The results revealed that the main cause of fractures was decreased mechanical resistance due to inappropriate chemical composition (especially decreased percentages of Nickel and Molybdenum).

Conclusions:

It may be concluded that following the standard chemical composition and use of optimal making method are the most important works for prevention of failure of implants.

Keywords: Implant, SEM, Optical Metallography, Quantometry

1. INTRODUCTION

Fracture of long bones would require the time for healing ranging from several weeks to months. Since the introduction of antibiotics, direct bone surgeries and fixation with metals have changed to a conventional method (1). Use of internal fixators has increased the rate of bone fracture treatment and decreased the time interval for normal life. This matter is not acceptable by majority of patients and may result in mental and somatic problems.

Regarding the increased use of internal fixators in recent years and diversity of available products, the failure of these tools has also increase. It may be seen as different forms including major deformity, mechanical fracture, corrosion, and avulsion from the bone (2). Also different factors are contributing for failure including inappropriate material and make-up, inappropriate fixator selection and surgical technique, and lack of consideration of optimal weighting by patient (2, 3). The failure before treatment completion is an important complex complication leading to numerous problems and Reoperation leading to costs and injuries (1).
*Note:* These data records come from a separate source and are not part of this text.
//! Contract metadata sources.
//!
//! A source maps a deployed address to the record a verification service
//! holds for it. Sources are fallible network collaborators and live behind
//! the [`AbiSource`] trait so they can be chained: [`AnySource`] queries its
//! members in order and hands back the first record found.

use alloy::primitives::Address;
use async_trait::async_trait;
use serde::{Deserialize, Serialize};
use serde_json::Value;
use tracing::{debug, trace};

use crate::error::SourceError;

/// A verified-contract record returned by a metadata source.
#[derive(Debug, Clone, PartialEq, Serialize, Deserialize)]
pub struct ContractRecord {
    /// The contract ABI, as parsed JSON.
    pub abi: Value,
    /// The contract name. For example, `WETH9`.
    pub name: String,
    /// The EVM version the contract targets. For example, `london`.
    pub evm_version: String,
    /// The compiler version the contract was built with.
    pub compiler_version: String,
    /// The optimizer run count.
    pub runs: u64,
}

/// A source of verified-contract metadata.
#[async_trait]
pub trait AbiSource: Send + Sync {
    /// A short name identifying the source in logs and errors.
    fn name(&self) -> &'static str;

    /// Looks up the record for `address`. `Ok(None)` means the source holds
    /// no record for the address; transport and malformed-response problems
    /// are errors.
    async fn get_contract(&self, address: Address)
        -> Result<Option<ContractRecord>, SourceError>;
}

/// A composite source that queries its members in order and returns the
/// first record found. A member with no record advances the chain; a member
/// that fails short-circuits it.
pub struct AnySource {
    sources: Vec<Box<dyn AbiSource>>,
}

impl AnySource {
    /// Builds a composite over the given sources, queried in order.
    pub fn new(sources: Vec<Box<dyn AbiSource>>) -> Self {
        Self { sources }
    }

    /// Looks up `address` across all member sources.
    pub async fn get_contract(
        &self,
        address: Address,
    ) -> Result<Option<ContractRecord>, SourceError> {
        for source in &self.sources {
            trace!("querying {} for contract {}", source.name(), address);
            if let Some(record) = source.get_contract(address).await? {
                debug!("{} resolved contract {} as '{}'", source.name(), address, record.name);
                return Ok(Some(record));
            }
        }

        debug!("no source holds a record for contract {}", address);
        Ok(None)
    }
}
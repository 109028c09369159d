//! The Sketch module recovers a usable interface description for a deployed
//! contract from its runtime bytecode alone.
//!
//! No execution is involved: a linear scan recognizes the compiler-emitted
//! dispatcher and event-logging idioms and reports the 4-byte function
//! selectors (with payability) and 32-byte event topic hashes they reveal.

/// Error types for the sketch module
pub mod error;

mod core;
mod interfaces;

// re-export the public interface
pub use core::{sketch, sketch_from_bytecode};
pub use error::Error;
pub use interfaces::{
    AbiEntry, EventEntry, FunctionEntry, SketchArgs, SketchArgsBuilder,
};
Two different types of alloys including stainless steel 316 and pure titanium are two optimal materials for making the internal fixators introduced in ASTM and ISO standards (4-6). Regarding to optimal technique and fixator would result in higher tolerability and better healing (7). Since the failure rate has increased, this study was performed to determine the etiologies of implant fracture in patients with fractures of the implants of lower limbs’ long bones for better programming to reduce the rate of failure of fixators.

2. METHODS AND MATERIALS

In this cross-sectional study, two types of fractured implants in the body were analyzed and underwent metalogical, mechanical, and modeling and stress-bending analysis among 11 subjects among 21 total sample size attending to a referral academic hospital in 2013 and 2014 who had Reoperation for femoral and tibial bones repair. Background diseases such as osteoporosis, osteopenia, malignancy, diabetes mellitus, high-energy trauma, and the fixator types other than stainless steel and titanium were the exclusion criteria.

At first the fixators underwent quantometry to determine the weight percent of each one. This stage was performed by Spark Emission Spectrophotometer (Made in Germany) in environmental situations by standard of ASTM E406-81 and the results were compared with ISO-5832-1 amounts. Then optic metallography was performed by Optical Microscope. Determination of size of particles in microstructure of metal, cycle of thermal operation, production procedure and type of superficial operation, microstructrual cracks, and type of impurity in cross-section were the objectives in this study. The used chemical to determine the border of particles was, CuCl2, HCl, and alcohol. The experiment was performed in two sections of far and near. The photographs were in 1000×, 500×, 250×, and 100× views. The third matalological test was electron microscopy evaluation in which the cross-section was assessed by scanning electron microscope (SEM) to determine the fracture cause by evaluation of borders and lines and cracks and corrosions.

The goal of mechanical assessment was determination of mechanical tolerance of implant; the hardness of samples was measured and altered to stretch tolerance by experimental data. The hardness was measured by Macrohardness Tester by Wicker’s method. For alteration of hardness to stretch tolerance, reference data were used (11). The results were compared with stretch stress of implants in ISO5832 standard. By considering the large predicted stresses in DHS plaque, it underwent stress-strain analysis. For geometric modeling the Solidwork software was used and the model was completely made according to real sample. Stress analysis was performed by element method via ANSYS software. The borderline conditions were prepared with fixation of screws location and insertion of external forces to femoral head. Regarding difference of inserted forces on implants according to patients’ activity, the reference data were used (12) including the forces on femoral head in slow walking, normal walking, rapid walking, stair coming up and down, sitting, standing, dribbling, and bending and up righting the knee measured by sensor.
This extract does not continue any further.